To reiterate a point made earlier, it is not simply exposure to aversive events that ultimately propagates stress in an individual, but also the anticipation of aversive events. The anticipation of aversive events may include learned associations that are formed across the life span as well as species-specific innate responses to biologically hard-wired threats. For instance, learned associations between fearful stimuli and the context where those stimuli are encountered are readily formed. Certain other fears appear to be unlearned such as the fear of open spaces in rodent species. Regardless of whether these fears are learned or innate, exposure to stimuli that elicit such fear will ultimately lead to activation of stress responsive systems. Common experimental paradigms used to examine the neural substrates of learned and innate fears (i.e., the anticipation of aversive events) include contextual and cue-elicited fear conditioning in the rat and exposure to predator cues such as fox feces and feline odors. The interesting point to be made here is that the anticipation of aversive events leads to mobilization of stress responsive systems. However, when sustained anticipation occurs over a prolonged period of time, the resources necessary for effective coping with such stressors eventually become depleted, and deleterious health consequences are likely to ensue. Indeed, the ultimate cost to the individual of prolonged negative anticipation has been conceptualized as "allostatic load" (McEwen, 2000; Schulkin et al., 1994).
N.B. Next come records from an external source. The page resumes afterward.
use rusqlite::Connection;

use crate::{
    auth::{PasswordHash, User, create_user},
    db::initialize,
};

/// An in-memory database with every table created and the default categories seeded.
pub(crate) fn get_test_connection() -> Connection {
    let connection = Connection::open_in_memory().expect("Could not open database in memory.");
    initialize(&connection).expect("Could not initialize database.");

    connection
}

/// Insert a user with a throwaway password hash.
#[track_caller]
pub(crate) fn create_test_user(email: &str, connection: &Connection) -> User {
    create_user(
        email,
        PasswordHash::new_unchecked("$2b$04$notarealhashnotarealhashnotarealhashnotarealhas"),
        connection,
    )
    .expect("Could not create test user")
}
Thus, it is advantageous to look toward animal models of fear and anxiety for an understanding of the neuroanatomical and neurochemical basis of learned fears (see Chapter 16), which should in turn help elucidate how chronic anticipation of aversive events may predispose individuals toward psychiatric illness. Indeed, one of the most provocative advances in stress research over the past decade has been the demonstration that CRH in brain regions other than the paraventricular nucleus of hypothalamus that controls pituitary ACTH secretion (referred to as extrahypothalamic CRH systems) may play a critical role in stress-related disorders. Thus, we will now turn our discussion toward specific evidence supporting the important role for extrahypothalamic CRH.
Corticotropin-releasing hormone is a 41-amino-acid peptide initially identified as a hypothalamic factor responsible for stimulating ACTH from the anterior pituitary (Vale et al., 1981). As discussed in the previous section, stressors induce the synthesis and release of CRH from cells of the paraventricular nucleus into the portal blood, initiating the HPA response to stressors. CRH is also involved in mediation of the normal autonomic and behavioral consequences of exposure to stressors. For instance, the intracerebroventricular (icv) administration of CRH produces autonomic activation and many of the same behavioral (Koob and Britton, 1990), neurochemical (Dunn and Berridge, 1990), and electrophysiological (Valentino et al., 1983) alterations that are produced by stressors. Furthermore, the icv administration of CRH antagonists such as a-helical CRH9-41 and D-Phe CRH12-41 can blunt or block these stress-induced alterations in behavior and autonomic activity (e.g., Korte et al., 1994). Many of these effects can be obtained by infusing CRH or its antagonists into nonhypothalamic sites such as the locus coeruleus and amygdala (Butler et al., 1990), and persist in hypophy-sectomized and dexamethasone-treated subjects (Britton et al., 1986).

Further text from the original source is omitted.